Start of Entries shown

//! Removal of persona labels that models sometimes echo back.

use crate::types::AgentKind;

fn label_prefixes() -> Vec<String> {
    let mut prefixes = Vec::new();
    for kind in AgentKind::all() {
        let name = kind.display_name();
        prefixes.push(format!("{} Agent says:", name));
        prefixes.push(format!("[{} Agent says]:", name));
        prefixes.push(format!("{} Agent:", name));
        prefixes.push(format!("[{} Agent]:", name));
    }
    prefixes.push("Agent says:".to_string());
    prefixes.push("[Agent says]:".to_string());
    prefixes
}

fn strip_label(text: &str, label: &str) -> Option<String> {
    let trimmed = text.trim();
    let head = trimmed.get(..label.len())?;
    head.eq_ignore_ascii_case(label)
        .then(|| trimmed[label.len()..].trim().to_string())
}

/// Strip leading "Teaching Agent:"-style labels, case-insensitively and repeatedly.
///
/// Text without a label is returned unchanged.
pub fn clean_llm_response(response: &str) -> String {
    let mut cleaned = response.to_string();

    for prefix in label_prefixes() {
        while let Some(rest) = strip_label(&cleaned, &prefix) {
            cleaned = rest;
        }
    }

    cleaned
}
//! One chat turn: pick a persona, hand it the windowed history, clean the reply.

use crate::{
    agents::{cleaning::clean_llm_response, Agent, MotivationAgent, RouterAgent, TeachingAgent},
    llm::{Provider, ProviderRegistry},
    memory::{truncate_history, DEFAULT_HISTORY_WINDOW},
    types::{AgentContext, AgentKind, AgentPreference, AppError, Result},
    utils::toml_config::CompanionConfig,
};

/// Reply shown when the chosen agent fails.
pub const AGENT_ERROR_REPLY: &str =
    "Oops! I had trouble getting a response from that agent. Please try again or rephrase.";

/// Label reported for a turn whose agent failed.
pub const ERROR_LABEL: &str = "Error";

/// Result of a single turn.
#[derive(Debug, Clone, PartialEq)]
pub struct TurnOutcome {
    pub response: String,
    /// Agent that answered; `None` when it failed and the apology was returned
    pub agent: Option<AgentKind>,
}

impl TurnOutcome {
    /// Display name of the answering agent, or `"Error"`.
    pub fn agent_label(&self) -> &'static str {
        self.agent.map(|k| k.display_name()).unwrap_or(ERROR_LABEL)
    }
}

/// Provider for the router's model, pinned to temperature 0.
pub fn router_provider(config: &CompanionConfig, registry: &ProviderRegistry) -> Result<Provider> {
    Ok(registry
        .provider_for_model(&config.agents.router.model)?
        .with_temperature(0.0))
}

/// Both personas plus the router that chooses between them.
pub struct Companion {
    motivation: Box<dyn Agent>,
    teaching: Box<dyn Agent>,
    router: RouterAgent,
    history_window: usize,
}

impl Companion {
    pub fn new(motivation: Box<dyn Agent>, teaching: Box<dyn Agent>, router: RouterAgent) -> Self {
        Self {
            motivation,
            teaching,
            router,
            history_window: DEFAULT_HISTORY_WINDOW,
        }
    }

    pub fn with_history_window(mut self, window: usize) -> Self {
        self.history_window = window;
        self
    }

    /// Build the agents from configuration, creating one client per agent.
    ///
    /// The router's client always runs at temperature 0.
    pub async fn from_config(config: &CompanionConfig, registry: &ProviderRegistry) -> Result<Self> {
        let agents = &config.agents;

        let mut motivation =
            MotivationAgent::new(registry.create_client_for_model(&agents.motivation.model).await?);
        if let Some(prompt) = &agents.motivation.system_prompt {
            motivation = motivation.with_system_prompt(prompt.clone());
        }

        let mut teaching =
            TeachingAgent::new(registry.create_client_for_model(&agents.teaching.model).await?);
        if let Some(prompt) = &agents.teaching.system_prompt {
            teaching = teaching.with_system_prompt(prompt.clone());
        }

        let router_client = router_provider(config, registry)?.create_client().await?;
        let mut router = RouterAgent::new(router_client)
            .with_history_window(config.chat.router_history_window);
        if let Some(prompt) = &agents.router.system_prompt {
            router = router.with_system_prompt(prompt.clone());
        }

        tracing::info!(
            motivation = %agents.motivation.model,
            teaching = %agents.teaching.model,
            router = %agents.router.model,
            "Companion agents ready"
        );

        Ok(Self::new(Box::new(motivation), Box::new(teaching), router)
            .with_history_window(config.chat.history_window))
    }

    pub fn agent(&self, kind: AgentKind) -> &dyn Agent {
        match kind {
            AgentKind::Motivation => self.motivation.as_ref(),
            AgentKind::Teaching => self.teaching.as_ref(),
        }
    }

    pub fn router(&self) -> &RouterAgent {
        &self.router
    }

    pub fn history_window(&self) -> usize {
        self.history_window
    }

    /// Pick the agent for this turn. Routing errors fall back to Motivation.
    async fn choose(&self, input: &str, context: &AgentContext, preference: AgentPreference) -> AgentKind {
        match preference {
            AgentPreference::Agent(kind) => kind,
            AgentPreference::Auto => match self.router.route(input, context).await {
                Ok(kind) => kind,
                Err(e) => {
                    tracing::warn!(error = %e, "Routing failed, falling back to motivation");
                    AgentKind::Motivation
                }
            },
        }
    }

    /// Answer one user message.
    ///
    /// `context.conversation_history` is the full history before this message.
    /// Only agent failures are turned into the apology reply; blank input is
    /// rejected with `InvalidInput`.
    pub async fn respond(
        &self,
        input: &str,
        context: &AgentContext,
        preference: AgentPreference,
    ) -> Result<TurnOutcome> {
        if input.trim().is_empty() {
            return Err(AppError::InvalidInput("Message cannot be empty".to_string()));
        }

        let kind = self.choose(input, context, preference).await;

        let agent_context = AgentContext {
            session_id: context.session_id.clone(),
            username: context.username.clone(),
            conversation_history: truncate_history(
                &context.conversation_history,
                self.history_window,
            ),
        };

        match self.agent(kind).execute(input, &agent_context).await {
            Ok(response) => {
                tracing::info!(
                    session_id = %context.session_id,
                    agent = %kind,
                    "Agent responded"
                );
                Ok(TurnOutcome {
                    response: clean_llm_response(&response),
                    agent: Some(kind),
                })
            }
            Err(e) => {
                tracing::error!(
                    session_id = %context.session_id,
                    agent = %kind,
                    error = %e,
                    "Error invoking agent"
                );
                Ok(TurnOutcome {
                    response: AGENT_ERROR_REPLY.to_string(),
                    agent: None,
                })
            }
        }
    }
}
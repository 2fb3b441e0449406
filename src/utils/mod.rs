//! Configuration and logging utilities.

/// Tracing subscriber setup.
pub mod logging;
/// TOML configuration loading, validation and reloading.
pub mod toml_config;
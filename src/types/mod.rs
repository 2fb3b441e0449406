use chrono::{DateTime, Utc};
use serde::{Deserialize, Serialize};
use std::fmt;
use std::str::FromStr;

// ============= API Request/Response Types =============

#[derive(Debug, Serialize, Deserialize)]
pub struct ChatRequest {
    pub message: String,
    /// "auto", "motivation" or "teaching"; omitted means auto
    #[serde(skip_serializing_if = "Option::is_none")]
    pub agent: Option<String>,
    #[serde(skip_serializing_if = "Option::is_none")]
    pub session_id: Option<String>,
    #[serde(skip_serializing_if = "Option::is_none")]
    pub username: Option<String>,
}

#[derive(Debug, Serialize, Deserialize)]
pub struct ChatResponse {
    pub response: String,
    /// Display name of the agent that answered, or "Error"
    pub agent: String,
    pub session_id: String,
}

#[derive(Debug, Serialize, Deserialize)]
pub struct ConversationResponse {
    pub session_id: String,
    pub messages: Vec<Message>,
}

#[derive(Debug, Clone, Serialize, Deserialize)]
pub struct AgentInfo {
    pub name: String,
    pub display_name: String,
    pub description: String,
}

// ============= Agent Types =============

#[derive(Debug, Serialize, Deserialize, Clone, Copy, PartialEq, Eq, Hash)]
#[serde(rename_all = "lowercase")]
pub enum AgentKind {
    Motivation,
    Teaching,
}

impl AgentKind {
    pub fn all() -> [AgentKind; 2] {
        [AgentKind::Motivation, AgentKind::Teaching]
    }

    pub fn as_str(&self) -> &'static str {
        match self {
            AgentKind::Motivation => "motivation",
            AgentKind::Teaching => "teaching",
        }
    }

    pub fn display_name(&self) -> &'static str {
        match self {
            AgentKind::Motivation => "Motivation",
            AgentKind::Teaching => "Teaching",
        }
    }

    pub fn description(&self) -> &'static str {
        match self {
            AgentKind::Motivation => "Encouragement and emotional support when studying feels hard",
            AgentKind::Teaching => "Simplified, step-by-step explanations of academic concepts",
        }
    }
}

impl fmt::Display for AgentKind {
    fn fmt(&self, f: &mut fmt::Formatter<'_>) -> fmt::Result {
        f.write_str(self.display_name())
    }
}

impl FromStr for AgentKind {
    type Err = AppError;

    fn from_str(s: &str) -> Result<Self> {
        match s.trim().to_lowercase().as_str() {
            "motivation" => Ok(AgentKind::Motivation),
            "teaching" => Ok(AgentKind::Teaching),
            other => Err(AppError::InvalidInput(format!("Unknown agent: '{}'", other))),
        }
    }
}

/// Which agent should answer a turn.
#[derive(Debug, Clone, Copy, PartialEq, Eq, Default)]
pub enum AgentPreference {
    #[default]
    Auto,
    Agent(AgentKind),
}

impl FromStr for AgentPreference {
    type Err = AppError;

    fn from_str(s: &str) -> Result<Self> {
        if s.trim().eq_ignore_ascii_case("auto") {
            return Ok(AgentPreference::Auto);
        }
        s.parse().map(AgentPreference::Agent)
    }
}

#[derive(Debug, Clone)]
pub struct AgentContext {
    pub session_id: String,
    pub username: String,
    pub conversation_history: Vec<Message>,
}

#[derive(Debug, Clone, Serialize, Deserialize)]
pub struct Message {
    pub role: MessageRole,
    pub content: String,
    /// Agent that produced an assistant message; `None` for user turns and failed turns
    #[serde(default, skip_serializing_if = "Option::is_none")]
    pub agent: Option<AgentKind>,
    pub timestamp: DateTime<Utc>,
}

impl Message {
    pub fn user(content: impl Into<String>) -> Self {
        Self {
            role: MessageRole::User,
            content: content.into(),
            agent: None,
            timestamp: Utc::now(),
        }
    }

    pub fn assistant(content: impl Into<String>, agent: Option<AgentKind>) -> Self {
        Self {
            role: MessageRole::Assistant,
            content: content.into(),
            agent,
            timestamp: Utc::now(),
        }
    }
}

#[derive(Debug, Clone, Copy, Serialize, Deserialize, PartialEq, Eq)]
#[serde(rename_all = "lowercase")]
pub enum MessageRole {
    System,
    User,
    Assistant,
}

impl MessageRole {
    pub fn as_str(&self) -> &'static str {
        match self {
            MessageRole::System => "system",
            MessageRole::User => "user",
            MessageRole::Assistant => "assistant",
        }
    }
}

// ============= Error Types =============

#[derive(Debug, thiserror::Error)]
pub enum AppError {
    #[error("LLM error: {0}")]
    LLM(String),

    #[error("Not found: {0}")]
    NotFound(String),

    #[error("Invalid input: {0}")]
    InvalidInput(String),

    #[error("Configuration error: {0}")]
    Configuration(String),

    #[error("Rate limit exceeded: {0}")]
    RateLimited(String),

    #[error("I/O error: {0}")]
    Io(#[from] std::io::Error),

    #[error("Internal error: {0}")]
    Internal(String),
}

impl axum::response::IntoResponse for AppError {
    fn into_response(self) -> axum::response::Response {
        use axum::http::StatusCode;

        let status = match &self {
            AppError::LLM(_) => StatusCode::BAD_GATEWAY,
            AppError::NotFound(_) => StatusCode::NOT_FOUND,
            AppError::InvalidInput(_) => StatusCode::BAD_REQUEST,
            AppError::RateLimited(_) => StatusCode::TOO_MANY_REQUESTS,
            AppError::Configuration(_) | AppError::Io(_) | AppError::Internal(_) => {
                StatusCode::INTERNAL_SERVER_ERROR
            }
        };

        let body = serde_json::json!({
            "error": self.to_string()
        });

        (status, axum::Json(body)).into_response()
    }
}

pub type Result<T> = std::result::Result<T, AppError>;
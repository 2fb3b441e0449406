//! HTTP API Handlers and Routes
//!
//! # Module Structure
//!
//! - [`api::handlers`](crate::api::handlers) - Request handlers for each endpoint
//! - [`api::routes`](crate::api::routes) - Route definitions and router configuration
//!
//! # API Endpoints
//!
//! ## Chat (`/api/chat`)
//! - `POST /api/chat` - Send a message and receive the companion's reply
//!
//! ## Conversations (`/api/conversations`)
//! - `GET /api/conversations/{id}` - Get the messages of a session
//! - `DELETE /api/conversations/{id}` - Forget a session
//!
//! ## Agents (`/api/agents`)
//! - `GET /api/agents` - List the personas that can answer
//!
//! ## Health (`/api/health`)
//! - `GET /api/health` - Health check endpoint
//!
//! There is no authentication. The optional `username` on a chat request is
//! used only as the rate limiting key.

/// Request and response handlers for all API endpoints.
pub mod handlers;
/// Router configuration and route definitions.
pub mod routes;
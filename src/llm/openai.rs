use crate::llm::client::{LLMClient, ModelParams};
use crate::types::{AppError, Result};
use async_openai::{
    config::OpenAIConfig,
    error::OpenAIError,
    types::{
        ChatCompletionRequestAssistantMessageArgs, ChatCompletionRequestMessage,
        ChatCompletionRequestSystemMessageArgs, ChatCompletionRequestUserMessageArgs,
        CreateChatCompletionRequestArgs,
    },
    Client,
};
use async_trait::async_trait;

/// Client for OpenAI-compatible chat completions (OpenAI, Gemini).
pub struct OpenAIClient {
    client: Client<OpenAIConfig>,
    model: String,
    params: ModelParams,
}

impl OpenAIClient {
    pub fn new(api_key: String, api_base: String, model: String, params: ModelParams) -> Self {
        let config = OpenAIConfig::new()
            .with_api_key(api_key)
            .with_api_base(api_base);

        Self {
            client: Client::with_config(config),
            model,
            params,
        }
    }

    fn build_message(role: &str, content: &str) -> std::result::Result<ChatCompletionRequestMessage, OpenAIError> {
        let message = match role {
            "system" => ChatCompletionRequestSystemMessageArgs::default()
                .content(content)
                .build()?
                .into(),
            "assistant" => ChatCompletionRequestAssistantMessageArgs::default()
                .content(content)
                .build()?
                .into(),
            _ => ChatCompletionRequestUserMessageArgs::default()
                .content(content)
                .build()?
                .into(),
        };
        Ok(message)
    }

    #[allow(deprecated)]
    async fn complete(&self, messages: &[(String, String)]) -> Result<String> {
        let chat_messages = messages
            .iter()
            .map(|(role, content)| Self::build_message(role, content))
            .collect::<std::result::Result<Vec<_>, _>>()
            .map_err(|e| AppError::LLM(format!("Failed to build message: {}", e)))?;

        let request = CreateChatCompletionRequestArgs::default()
            .model(&self.model)
            .messages(chat_messages)
            .temperature(self.params.temperature)
            .max_tokens(self.params.max_tokens)
            .build()
            .map_err(|e| AppError::LLM(format!("Failed to build request: {}", e)))?;

        let response = self
            .client
            .chat()
            .create(request)
            .await
            .map_err(|e| AppError::LLM(format!("OpenAI API error: {}", e)))?;

        response
            .choices
            .first()
            .and_then(|choice| choice.message.content.clone())
            .ok_or_else(|| AppError::LLM("No response from OpenAI".to_string()))
    }
}

#[async_trait]
impl LLMClient for OpenAIClient {
    async fn generate_with_system(&self, system: &str, prompt: &str) -> Result<String> {
        self.complete(&[
            ("system".to_string(), system.to_string()),
            ("user".to_string(), prompt.to_string()),
        ])
        .await
    }

    async fn generate_with_history(&self, messages: &[(String, String)]) -> Result<String> {
        self.complete(messages).await
    }

    fn model_name(&self) -> &str {
        &self.model
    }
}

End of Entries shown

» **Aim of the task**
Every line that holds the word "ChatCompletionRequestSystemMessageArgs" should be copied from the records above.

» **Answer to this exercise**
        ChatCompletionRequestSystemMessageArgs, ChatCompletionRequestUserMessageArgs,
            "system" => ChatCompletionRequestSystemMessageArgs::default()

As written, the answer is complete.